Nick: Stop. I should rend my garments. Nobody gets compared to Tom Stoppard. Now, the Mamet comparison I can live with, because I share one thing in particular with him, which is observing the way people express ideas in the vernacular. I mean the way that people express complex ideas and emotions with ungrammatically correct phrases and metaphors. And by swearing. Who influences you?

Lisa: Chekhov. And it’s not just about the gun, seriously. I think his work shows the tension and suspense that are inherent in relationship. I love how the service of tea can be wrought with anguish.

Nick: Is that grammatically correct? What do you mean “relationship”?

Lisa: It’s a poet thing. To explain it would kill it. What’s your favorite idea that we developed?

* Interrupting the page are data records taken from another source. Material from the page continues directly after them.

//! Route presentation: per-step geometry trimming and leg merging

use geo::{LineString, Point};
use itertools::Itertools;
use log::{debug, warn};

use crate::{
    Error, Meters,
    geometry::{BoundingBox, DEFAULT_ON_LINE_TOLERANCE, trim_with_tolerance},
    loading::GeometryLookup,
    model::{Leg, Route, Step},
};

/// Something travelled along one named road, mergeable into a [`Leg`]
pub trait Traversal {
    /// Name of the road travelled; `None` for the terminal step
    fn edge_name(&self) -> Option<&str>;
    fn origin(&self) -> Point<f64>;
    fn distance_meters(&self) -> Meters;
    fn bbox(&self) -> Option<BoundingBox>;
    /// Route step positions covered, given this item's own position
    fn step_ids(&self, position: usize) -> Vec<usize>;
}

impl Traversal for Step {
    fn edge_name(&self) -> Option<&str> {
        self.next_edge_name.as_deref()
    }

    fn origin(&self) -> Point<f64> {
        self.position
    }

    fn distance_meters(&self) -> Meters {
        self.distance()
    }

    fn bbox(&self) -> Option<BoundingBox> {
        Step::bbox(self)
    }

    fn step_ids(&self, position: usize) -> Vec<usize> {
        vec![position]
    }
}

impl Traversal for Leg {
    fn edge_name(&self) -> Option<&str> {
        Some(&self.name)
    }

    fn origin(&self) -> Point<f64> {
        Point::new(self.lon, self.lat)
    }

    fn distance_meters(&self) -> Meters {
        self.distance
    }

    fn bbox(&self) -> Option<BoundingBox> {
        self.bbox
    }

    fn step_ids(&self, _position: usize) -> Vec<usize> {
        self.step_ids.clone()
    }
}

/// Folds runs of consecutive items travelling the same road name into legs.
///
/// Items without a road name close the current run and open none.
pub fn merge_legs<T: Traversal>(items: &[T]) -> Vec<Leg> {
    let runs = items
        .iter()
        .enumerate()
        .map(|(pos, item)| (pos, item.edge_name(), item))
        .chunk_by(|(_, name, _)| *name);

    let mut legs = Vec::new();
    for (name, run) in &runs {
        let Some(name) = name else {
            continue;
        };
        let run: Vec<_> = run.collect();
        let Some(&(_, _, first)) = run.first() else {
            continue;
        };
        let origin = first.origin();
        legs.push(Leg {
            lat: origin.y(),
            lon: origin.x(),
            name: name.to_string(),
            distance: run.iter().map(|(_, _, item)| item.distance_meters()).sum(),
            bbox: BoundingBox::union_all(run.iter().filter_map(|(_, _, item)| item.bbox())),
            step_ids: run
                .iter()
                .flat_map(|(pos, _, item)| item.step_ids(*pos))
                .collect(),
        });
    }
    legs
}

/// A route with trimmed step geometry and merged legs
#[derive(Debug, Clone, PartialEq)]
pub struct AssembledRoute {
    pub steps: Vec<Step>,
    pub legs: Vec<Leg>,
}

impl AssembledRoute {
    /// Total metres over all legs
    pub fn distance(&self) -> Meters {
        self.legs.iter().map(|leg| leg.distance).sum()
    }

    /// Extent of every resolved leg geometry
    pub fn bbox(&self) -> Option<BoundingBox> {
        BoundingBox::union_all(self.legs.iter().filter_map(|leg| leg.bbox))
    }
}

/// Turns a raw [`Route`] into an [`AssembledRoute`] using road geometry
/// from a [`GeometryLookup`]
pub struct RouteAssembler<'a, G: GeometryLookup + ?Sized> {
    lookup: &'a G,
    tolerance: f64,
}

impl<'a, G: GeometryLookup + ?Sized> RouteAssembler<'a, G> {
    pub fn new(lookup: &'a G) -> Self {
        Self::with_tolerance(lookup, DEFAULT_ON_LINE_TOLERANCE)
    }

    pub fn with_tolerance(lookup: &'a G, tolerance: f64) -> Self {
        Self { lookup, tolerance }
    }

    pub fn assemble(&self, route: Route) -> AssembledRoute {
        let mut steps = route.steps;
        self.trim_steps(&mut steps);
        let legs = merge_legs(&steps);
        AssembledRoute { steps, legs }
    }

    /// Attaches to every step the part of its outgoing road travelled up to
    /// the next step, starting from the origin place's centroid when known.
    fn trim_steps(&self, steps: &mut [Step]) {
        let Some(origin) = steps.first() else {
            return;
        };
        let mut current = self.start_position(origin);

        for i in 0..steps.len().saturating_sub(1) {
            let target = steps[i + 1].position;
            if let Some(road_id) = steps[i].next_edge_id.clone() {
                match self.trim_road(&road_id, current, target) {
                    Ok(trimmed) => steps[i].trimmed_geometry = trimmed,
                    Err(err) => warn!(
                        "Step {} ({}) on road {road_id}: {err}",
                        i, steps[i].node_id
                    ),
                }
            }
            current = target;
        }
    }

    fn start_position(&self, origin: &Step) -> Point<f64> {
        if origin.city_name.is_none() {
            return origin.position;
        }
        match self.lookup.place_centroid(&origin.node_id) {
            Ok(Some(centroid)) => centroid,
            Ok(None) => origin.position,
            Err(err) => {
                warn!("Centroid of place {}: {err}", origin.node_id);
                origin.position
            }
        }
    }

    fn trim_road(
        &self,
        road_id: &str,
        from: Point<f64>,
        to: Point<f64>,
    ) -> Result<Option<LineString<f64>>, Error> {
        let Some(road) = self.lookup.road_geometry(road_id)? else {
            debug!("No geometry for road {road_id}");
            return Ok(None);
        };
        trim_with_tolerance(&road.lines, from, to, self.tolerance)
    }
}
//! Spatial store backed by CSV exports with WKT geometry columns

use std::{
    path::{Path, PathBuf},
    sync::Arc,
};

use geo::{Geometry, MultiLineString, Point};
use hashbrown::HashMap;
use log::{info, warn};
use rayon::prelude::*;
use serde::Deserialize;
use wkt::TryFromWkt;

use super::{GeometryLookup, PlaceAttachment, PlaceSummary, RoadIntersection, SpatialStore};
use crate::{
    Error, NodeId, RoadId,
    model::{RoadClass, RoadGeometry, RoadSegment},
};

#[derive(Debug, Deserialize, Default)]
#[serde(default)]
struct RawRoad {
    linearid: String,
    fullname: String,
    rttyp: String,
    mtfcc: String,
    geom: String,
}

#[derive(Debug, Deserialize, Default)]
#[serde(default)]
struct RawIntersection {
    r1id: String,
    r1name: String,
    r2id: String,
    r2name: String,
    intersection_point: String,
}

#[derive(Debug, Deserialize, Default)]
#[serde(default)]
struct RawPlace {
    gid: String,
    name: String,
    state_name: String,
    host_road_id: String,
    location: String,
    centroid: String,
}

#[derive(Debug)]
struct RoadRecord {
    segment: RoadSegment,
    geometry: Arc<RoadGeometry>,
}

#[derive(Debug)]
struct PlaceRecord {
    attachment: PlaceAttachment,
    state_name: String,
    centroid: Point<f64>,
}

/// Read-only store loaded from `roads.csv`, `road_intersections.csv` and
/// `places.csv` in one directory.
///
/// Rows that fail to parse are logged and skipped.
#[derive(Debug)]
pub struct CsvStore {
    dir: PathBuf,
    roads: HashMap<RoadId, RoadRecord>,
    /// Sorted by `(road_a.id, road_b.id)`
    intersections: Vec<RoadIntersection>,
    /// Sorted by place id
    places: Vec<PlaceRecord>,
    place_index: HashMap<NodeId, usize>,
}

impl CsvStore {
    pub const ROADS_FILE: &'static str = "roads.csv";
    pub const INTERSECTIONS_FILE: &'static str = "road_intersections.csv";
    pub const PLACES_FILE: &'static str = "places.csv";

    pub fn open(dir: impl AsRef<Path>) -> Result<Self, Error> {
        let dir = dir.as_ref();
        if !dir.is_dir() {
            return Err(Error::Store(format!(
                "Store directory not found: {}",
                dir.display()
            )));
        }

        let roads = load_roads(&dir.join(Self::ROADS_FILE))?;
        let intersections = load_intersections(&dir.join(Self::INTERSECTIONS_FILE))?;
        let places = load_places(&dir.join(Self::PLACES_FILE), &roads)?;
        let place_index = places
            .iter()
            .enumerate()
            .map(|(idx, place)| (place.attachment.id.clone(), idx))
            .collect();

        info!(
            "Opened store {}: {} roads, {} intersections, {} places",
            dir.display(),
            roads.len(),
            intersections.len(),
            places.len()
        );

        Ok(Self {
            dir: dir.to_path_buf(),
            roads,
            intersections,
            places,
            place_index,
        })
    }

    pub fn dir(&self) -> &Path {
        &self.dir
    }

    pub fn road(&self, road_id: &str) -> Option<&RoadSegment> {
        self.roads.get(road_id).map(|road| &road.segment)
    }
}

impl SpatialStore for CsvStore {
    fn road_intersections(
        &self,
        offset: usize,
        limit: usize,
    ) -> Result<Vec<RoadIntersection>, Error> {
        Ok(page(&self.intersections, offset, limit).to_vec())
    }

    fn place_attachments(&self, offset: usize, limit: usize) -> Result<Vec<PlaceAttachment>, Error> {
        Ok(page(&self.places, offset, limit)
            .iter()
            .map(|place| place.attachment.clone())
            .collect())
    }

    fn road_geometries(&self) -> Result<HashMap<RoadId, Arc<RoadGeometry>>, Error> {
        Ok(self
            .roads
            .iter()
            .map(|(id, road)| (id.clone(), Arc::clone(&road.geometry)))
            .collect())
    }

    fn search_places(&self, partial_name: &str) -> Result<Vec<PlaceSummary>, Error> {
        let prefix = partial_name.to_lowercase();
        let mut hits: Vec<_> = self
            .places
            .iter()
            .filter(|place| place.attachment.name.to_lowercase().starts_with(&prefix))
            .map(|place| PlaceSummary {
                id: place.attachment.id.clone(),
                city_name: place.attachment.name.clone(),
                state_name: place.state_name.clone(),
            })
            .collect();
        hits.sort_by(|a, b| a.city_name.cmp(&b.city_name).then_with(|| a.id.cmp(&b.id)));
        Ok(hits)
    }
}

impl GeometryLookup for CsvStore {
    fn road_geometry(&self, road_id: &str) -> Result<Option<Arc<RoadGeometry>>, Error> {
        Ok(self.roads.get(road_id).map(|road| Arc::clone(&road.geometry)))
    }

    fn place_centroid(&self, place_id: &str) -> Result<Option<Point<f64>>, Error> {
        Ok(self
            .place_index
            .get(place_id)
            .map(|&idx| self.places[idx].centroid))
    }
}

fn page<T>(rows: &[T], offset: usize, limit: usize) -> &[T] {
    let start = offset.min(rows.len());
    let end = offset.saturating_add(limit).min(rows.len());
    &rows[start..end]
}

fn read_rows<T>(path: &Path) -> Result<Vec<T>, Error>
where
    T: for<'de> serde::Deserialize<'de>,
{
    let mut reader = csv::Reader::from_path(path).map_err(|e| {
        Error::Store(format!("Failed to open file '{}': {e}", path.display()))
    })?;
    Ok(reader
        .deserialize()
        .enumerate()
        .filter_map(|(row, result)| match result {
            Ok(record) => Some(record),
            Err(e) => {
                warn!("{}: skipping row {}: {e}", path.display(), row + 1);
                None
            }
        })
        .collect())
}

fn load_roads(path: &Path) -> Result<HashMap<RoadId, RoadRecord>, Error> {
    let raw: Vec<RawRoad> = read_rows(path)?;
    Ok(raw
        .into_par_iter()
        .filter_map(|raw| match parse_lines(&raw.geom) {
            Ok(lines) => {
                let record = RoadRecord {
                    segment: RoadSegment {
                        id: raw.linearid.clone(),
                        name: raw.fullname,
                    },
                    geometry: Arc::new(RoadGeometry {
                        class: RoadClass::from_codes(&raw.rttyp, &raw.mtfcc),
                        lines,
                    }),
                };
                Some((raw.linearid, record))
            }
            Err(e) => {
                warn!("Road {}: {e}", raw.linearid);
                None
            }
        })
        .collect::<Vec<_>>()
        .into_iter()
        .collect())
}

fn load_intersections(path: &Path) -> Result<Vec<RoadIntersection>, Error> {
    let raw: Vec<RawIntersection> = read_rows(path)?;
    let mut intersections: Vec<RoadIntersection> = raw
        .into_par_iter()
        .filter_map(|raw| match parse_point(&raw.intersection_point) {
            Ok(point) => Some(RoadIntersection {
                road_a: RoadSegment {
                    id: raw.r1id,
                    name: raw.r1name,
                },
                road_b: RoadSegment {
                    id: raw.r2id,
                    name: raw.r2name,
                },
                point,
            }),
            Err(e) => {
                warn!("Intersection of {} and {}: {e}", raw.r1id, raw.r2id);
                None
            }
        })
        .collect();
    intersections.sort_by(|a, b| {
        a.road_a
            .id
            .cmp(&b.road_a.id)
            .then_with(|| a.road_b.id.cmp(&b.road_b.id))
    });
    Ok(intersections)
}

fn load_places(
    path: &Path,
    roads: &HashMap<RoadId, RoadRecord>,
) -> Result<Vec<PlaceRecord>, Error> {
    let raw: Vec<RawPlace> = read_rows(path)?;
    let mut places: Vec<PlaceRecord> = raw
        .into_par_iter()
        .filter_map(|raw| {
            let Some(host) = roads.get(&raw.host_road_id) else {
                warn!("Place {}: unknown host road {}", raw.gid, raw.host_road_id);
                return None;
            };
            let location = parse_point(&raw.location);
            let centroid = (!raw.centroid.trim().is_empty()).then(|| parse_point(&raw.centroid));
            match (location, centroid.transpose()) {
                (Ok(location), Ok(centroid)) => Some(PlaceRecord {
                    attachment: PlaceAttachment {
                        id: raw.gid,
                        name: raw.name,
                        host_road: host.segment.clone(),
                        location,
                    },
                    state_name: raw.state_name,
                    centroid: centroid.unwrap_or(location),
                }),
                (Err(e), _) | (_, Err(e)) => {
                    warn!("Place {}: {e}", raw.gid);
                    None
                }
            }
        })
        .collect();
    places.sort_by(|a, b| a.attachment.id.cmp(&b.attachment.id));
    Ok(places)
}

fn parse_geometry(wkt: &str) -> Result<Geometry<f64>, Error> {
    Geometry::try_from_wkt_str(wkt).map_err(|e| Error::Wkt(format!("{e}: '{wkt}'")))
}

/// `LINESTRING` or `MULTILINESTRING`
fn parse_lines(wkt: &str) -> Result<MultiLineString<f64>, Error> {
    match parse_geometry(wkt)? {
        Geometry::LineString(line) => Ok(MultiLineString::new(vec![line])),
        Geometry::MultiLineString(lines) => Ok(lines),
        _ => Err(Error::Wkt(format!("expected a line geometry: '{wkt}'"))),
    }
}

/// `POINT`, or the first point of a `MULTIPOINT`
fn parse_point(wkt: &str) -> Result<Point<f64>, Error> {
    match parse_geometry(wkt)? {
        Geometry::Point(point) => Ok(point),
        Geometry::MultiPoint(points) => points
            .0
            .first()
            .copied()
            .ok_or_else(|| Error::Wkt(format!("empty multipoint: '{wkt}'"))),
        _ => Err(Error::Wkt(format!("expected a point geometry: '{wkt}'"))),
    }
}
use roadgraph_core::{RoadGraph, loading::CsvStore};

/// Shared, read-only state of the query service
pub struct AppState {
    pub graph: RoadGraph,
    pub store: CsvStore,
    pub on_line_tolerance: f64,
}
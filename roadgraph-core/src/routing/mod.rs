//! Shortest route search and route presentation

mod assembler;
mod dijkstra;
mod path;
mod response;

mod itinerary {
    mod to_geojson;
}

#[cfg(test)]
pub(crate) mod fixtures;

pub use assembler::{AssembledRoute, RouteAssembler, Traversal, merge_legs};
pub use response::{LegResponse, RouteResponse};
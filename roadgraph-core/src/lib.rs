//! Road graph construction and route resolution.
//!
//! Intersection and place facts gathered from a spatial store are assembled
//! into an undirected weighted [`RoadGraph`]; the travelled geometry of every
//! edge is resolved in parallel by localizing its endpoints on the road
//! polyline. Shortest routes are expanded into steps and merged into
//! presentable legs.

pub mod error;
pub mod geometry;
pub mod loading;
pub mod model;
pub mod prelude;
pub mod routing;

pub use error::Error;
pub use loading::{BuildReport, GraphBuildConfig, build_road_graph};
pub use model::{GraphNode, RoadEdge, RoadGraph, Route, Step};

/// Identifier of a road segment in the spatial store
pub type RoadId = String;
/// Identifier of a graph node (intersection or place)
pub type NodeId = String;
/// Distance in metres
pub type Meters = f64;
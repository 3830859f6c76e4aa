use std::{path::PathBuf, time::Duration};

use serde::{Deserialize, Serialize};

use crate::{Error, geometry::DEFAULT_ON_LINE_TOLERANCE};

/// Settings of one graph build
#[derive(Debug, Clone, PartialEq, Serialize, Deserialize)]
#[serde(default)]
pub struct GraphBuildConfig {
    /// Where the finished graph is written
    pub snapshot_path: PathBuf,
    /// Cache of gathered intersection and place facts, reused on restart
    pub raw_facts_path: PathBuf,
    /// Rows requested from the spatial store per page
    pub page_size: usize,
    /// Geometry workers; defaults to the available parallelism
    pub workers: usize,
    /// Milliseconds between dispatcher progress reports
    pub poll_interval: u64,
    pub on_line_tolerance: f64,
}

impl Default for GraphBuildConfig {
    fn default() -> Self {
        Self {
            snapshot_path: PathBuf::from("road_graph.json"),
            raw_facts_path: PathBuf::from("raw_road_facts.json"),
            page_size: 100_000,
            workers: std::thread::available_parallelism().map_or(1, usize::from),
            poll_interval: 10_000,
            on_line_tolerance: DEFAULT_ON_LINE_TOLERANCE,
        }
    }
}

impl GraphBuildConfig {
    pub fn poll_interval(&self) -> Duration {
        Duration::from_millis(self.poll_interval)
    }

    pub fn validate(&self) -> Result<(), Error> {
        if self.page_size == 0 {
            return Err(Error::InvalidData("page_size must be positive".to_string()));
        }
        if self.workers == 0 {
            return Err(Error::InvalidData("workers must be positive".to_string()));
        }
        if self.poll_interval == 0 {
            return Err(Error::InvalidData("poll_interval must be positive".to_string()));
        }
        if self.snapshot_path == self.raw_facts_path {
            return Err(Error::InvalidData(format!(
                "snapshot_path and raw_facts_path both point at {}",
                self.snapshot_path.display()
            )));
        }
        if !(self.on_line_tolerance.is_finite() && self.on_line_tolerance >= 0.0) {
            return Err(Error::InvalidData(format!(
                "on_line_tolerance must be a non-negative number, got {}",
                self.on_line_tolerance
            )));
        }
        for path in [&self.snapshot_path, &self.raw_facts_path] {
            if let Some(parent) = path.parent()
                && !parent.as_os_str().is_empty()
                && !parent.exists()
            {
                return Err(Error::Io(std::io::Error::new(
                    std::io::ErrorKind::NotFound,
                    format!("Directory not found: {}", parent.display()),
                )));
            }
        }
        Ok(())
    }
}

#[cfg(test)]
mod tests {
    use super::*;

    #[test]
    fn partial_config_fills_defaults() {
        let config: GraphBuildConfig =
            serde_json::from_str(r#"{"page_size": 10, "workers": 3}"#).unwrap();
        assert_eq!(config.page_size, 10);
        assert_eq!(config.workers, 3);
        assert_eq!(config.poll_interval(), Duration::from_secs(10));
        assert_eq!(config.on_line_tolerance, DEFAULT_ON_LINE_TOLERANCE);
        assert!(config.validate().is_ok());
    }

    #[test]
    fn rejects_zero_workers_and_missing_directories() {
        let config = GraphBuildConfig {
            workers: 0,
            ..GraphBuildConfig::default()
        };
        assert!(matches!(config.validate(), Err(Error::InvalidData(_))));

        let config = GraphBuildConfig {
            snapshot_path: PathBuf::from("/definitely/not/here/graph.json"),
            ..GraphBuildConfig::default()
        };
        assert!(matches!(config.validate(), Err(Error::Io(_))));
    }

    #[test]
    fn rejects_zero_poll_interval() {
        let config = GraphBuildConfig {
            poll_interval: 0,
            ..GraphBuildConfig::default()
        };
        assert!(matches!(config.validate(), Err(Error::InvalidData(_))));
    }

    #[test]
    fn snapshot_must_not_overwrite_fact_cache() {
        let config = GraphBuildConfig {
            snapshot_path: PathBuf::from("same.json"),
            raw_facts_path: PathBuf::from("same.json"),
            ..GraphBuildConfig::default()
        };
        assert!(matches!(config.validate(), Err(Error::InvalidData(_))));
    }
}
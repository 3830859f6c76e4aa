//! Road network graph with node lookup by id

use hashbrown::HashMap;
use petgraph::graph::{EdgeIndex, NodeIndex, UnGraph};
use petgraph::visit::EdgeRef;

use super::components::{GraphNode, RoadEdge};

/// Undirected, simple road graph.
///
/// Every edge joins two distinct nodes; edges without a weight stay in the
/// graph but are never traversed by route search.
#[derive(Debug, Clone, Default)]
pub struct RoadGraph {
    pub(crate) graph: UnGraph<GraphNode, RoadEdge>,
    index: HashMap<String, NodeIndex>,
}

/// Counts reported after a build or snapshot load
#[derive(Debug, Clone, Copy, PartialEq, Eq)]
pub struct GraphStats {
    pub nodes: usize,
    pub places: usize,
    pub edges: usize,
    pub missing_geometry: usize,
}

impl RoadGraph {
    pub fn new() -> Self {
        Self::default()
    }

    /// Adds a node unless one with the same id exists; returns its index
    pub fn add_node(&mut self, node: GraphNode) -> NodeIndex {
        if let Some(&idx) = self.index.get(node.id()) {
            return idx;
        }
        let id = node.id().to_string();
        let idx = self.graph.add_node(node);
        self.index.insert(id, idx);
        idx
    }

    /// Connects two nodes, replacing any edge already between them.
    ///
    /// Returns `None` without touching the graph when `a == b`.
    pub fn add_edge(&mut self, a: NodeIndex, b: NodeIndex, edge: RoadEdge) -> Option<EdgeIndex> {
        if a == b {
            return None;
        }
        Some(self.graph.update_edge(a, b, edge))
    }

    pub fn node_index(&self, id: &str) -> Option<NodeIndex> {
        self.index.get(id).copied()
    }

    pub fn node(&self, id: &str) -> Option<&GraphNode> {
        self.node_index(id).map(|idx| &self.graph[idx])
    }

    pub fn node_count(&self) -> usize {
        self.graph.node_count()
    }

    pub fn edge_count(&self) -> usize {
        self.graph.edge_count()
    }

    pub fn nodes(&self) -> impl Iterator<Item = &GraphNode> {
        self.graph.node_weights()
    }

    /// All edges with both endpoint nodes
    pub fn edges(&self) -> impl Iterator<Item = (EdgeIndex, &GraphNode, &GraphNode, &RoadEdge)> {
        self.graph.edge_references().map(|edge| {
            (
                edge.id(),
                &self.graph[edge.source()],
                &self.graph[edge.target()],
                edge.weight(),
            )
        })
    }

    pub fn edge_mut(&mut self, idx: EdgeIndex) -> Option<&mut RoadEdge> {
        self.graph.edge_weight_mut(idx)
    }

    /// Edge between two nodes given by id
    pub fn edge_between(&self, a: &str, b: &str) -> Option<&RoadEdge> {
        let edge = self
            .graph
            .find_edge(self.node_index(a)?, self.node_index(b)?)?;
        self.graph.edge_weight(edge)
    }

    pub fn stats(&self) -> GraphStats {
        GraphStats {
            nodes: self.node_count(),
            places: self.nodes().filter(|node| node.is_place()).count(),
            edges: self.edge_count(),
            missing_geometry: self
                .graph
                .edge_weights()
                .filter(|edge| edge.weight.is_none())
                .count(),
        }
    }
}
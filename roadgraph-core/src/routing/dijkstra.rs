use std::{cmp::Ordering, collections::BinaryHeap};

use fixedbitset::FixedBitSet;
use hashbrown::HashMap;
use petgraph::{graph::NodeIndex, visit::EdgeRef};

use crate::model::RoadGraph;

#[derive(Copy, Clone, PartialEq)]
struct State {
    cost: f64,
    node: NodeIndex,
}

impl Eq for State {}

// Implement Ord for State to use in BinaryHeap
impl Ord for State {
    fn cmp(&self, other: &Self) -> Ordering {
        // Min-heap by cost (reversed from standard Rust BinaryHeap)
        other
            .cost
            .total_cmp(&self.cost)
            .then_with(|| self.node.cmp(&other.node))
    }
}

impl PartialOrd for State {
    fn partial_cmp(&self, other: &Self) -> Option<Ordering> {
        Some(self.cmp(other))
    }
}

/// Dijkstra's algorithm between two nodes of the road graph.
///
/// Edges without a weight are never relaxed, so they behave as infinitely
/// expensive. Returns the total cost and the node sequence from `start` to
/// `target`, or `None` when `target` is unreachable.
pub(crate) fn shortest_path(
    graph: &RoadGraph,
    start: NodeIndex,
    target: NodeIndex,
) -> Option<(f64, Vec<NodeIndex>)> {
    let graph = &graph.graph;
    let mut distances: HashMap<NodeIndex, f64> = HashMap::new();
    let mut predecessors: HashMap<NodeIndex, NodeIndex> = HashMap::new();
    let mut settled = FixedBitSet::with_capacity(graph.node_count());
    let mut heap = BinaryHeap::new();

    // Start node has distance 0
    heap.push(State {
        cost: 0.0,
        node: start,
    });
    distances.insert(start, 0.0);

    while let Some(State { cost, node }) = heap.pop() {
        if node == target {
            return Some((cost, trace_back(&predecessors, start, target)));
        }

        // Stale heap entry
        if settled.put(node.index()) {
            continue;
        }

        for edge in graph.edges(node) {
            let Some(weight) = edge.weight().weight.filter(|w| w.is_finite() && *w >= 0.0)
            else {
                continue;
            };
            let next = if edge.source() == node {
                edge.target()
            } else {
                edge.source()
            };
            if settled.contains(next.index()) {
                continue;
            }
            let next_cost = cost + weight;

            // Add or update distance if better using Entry API
            match distances.entry(next) {
                hashbrown::hash_map::Entry::Vacant(entry) => {
                    entry.insert(next_cost);
                    heap.push(State {
                        cost: next_cost,
                        node: next,
                    });
                    predecessors.insert(next, node);
                }
                hashbrown::hash_map::Entry::Occupied(mut entry) => {
                    if next_cost < *entry.get() {
                        *entry.get_mut() = next_cost;
                        heap.push(State {
                            cost: next_cost,
                            node: next,
                        });
                        predecessors.insert(next, node);
                    }
                }
            }
        }
    }

    None
}

fn trace_back(
    predecessors: &HashMap<NodeIndex, NodeIndex>,
    start: NodeIndex,
    target: NodeIndex,
) -> Vec<NodeIndex> {
    let mut path = vec![target];
    let mut current = target;
    while current != start {
        match predecessors.get(&current) {
            Some(&prev) => {
                path.push(prev);
                current = prev;
            }
            None => break,
        }
    }
    path.reverse();
    path
}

Nick: When our friend Kate Owen said to us, “You should write a play about mumble-mumble”, and we both though she said “maggots.” I don’t remember what she really said, but I remember talking about it on our drive home, trying to figure out what kind of play you could write about maggots. We decided that they should be philosophers, because they have mouths but no limbs.

Lisa: Metamorphosize, mon Amour sent us back to the college textbooks night after night. Remember that big chart that we made to outline coherent arguments for the three characters?

Nick: I think that chart shows how you take the lead role in providing the structure for our works, while I concern myself with coming up with amusing lines. Our different strengths merge synergistically. Or something. I’m getting points for saying this stuff, right? Pookie, would you say that playwriting together has been an extension of our love? I sure hope so, because this Fringe Festival show is going to be stressful. We’ll need all our love to make it through.

Lisa:
That’s sweet. But I have to confess something. I needed that chart because around that time I started spiking my mochas with rum. Speaking of booze (hint, hint), what’s your favorite production so far?

Nick: Why, God, Satan Beer, of course, at San Francisco Theater Pub’s Pint-Sized Plays in August 2011. It’s obligatory that we mention that this was a great opportunity to get involved with a bunch of talented people through that production. And it’s also true, because we are working with some those people at the SF Fringe.

Lisa: I wouldn’t change a thing about Pint-Sized. Warden Lawlor, Dan Kurtz, and Ashley Cowan made the crowd laugh. That’s what it’s all about.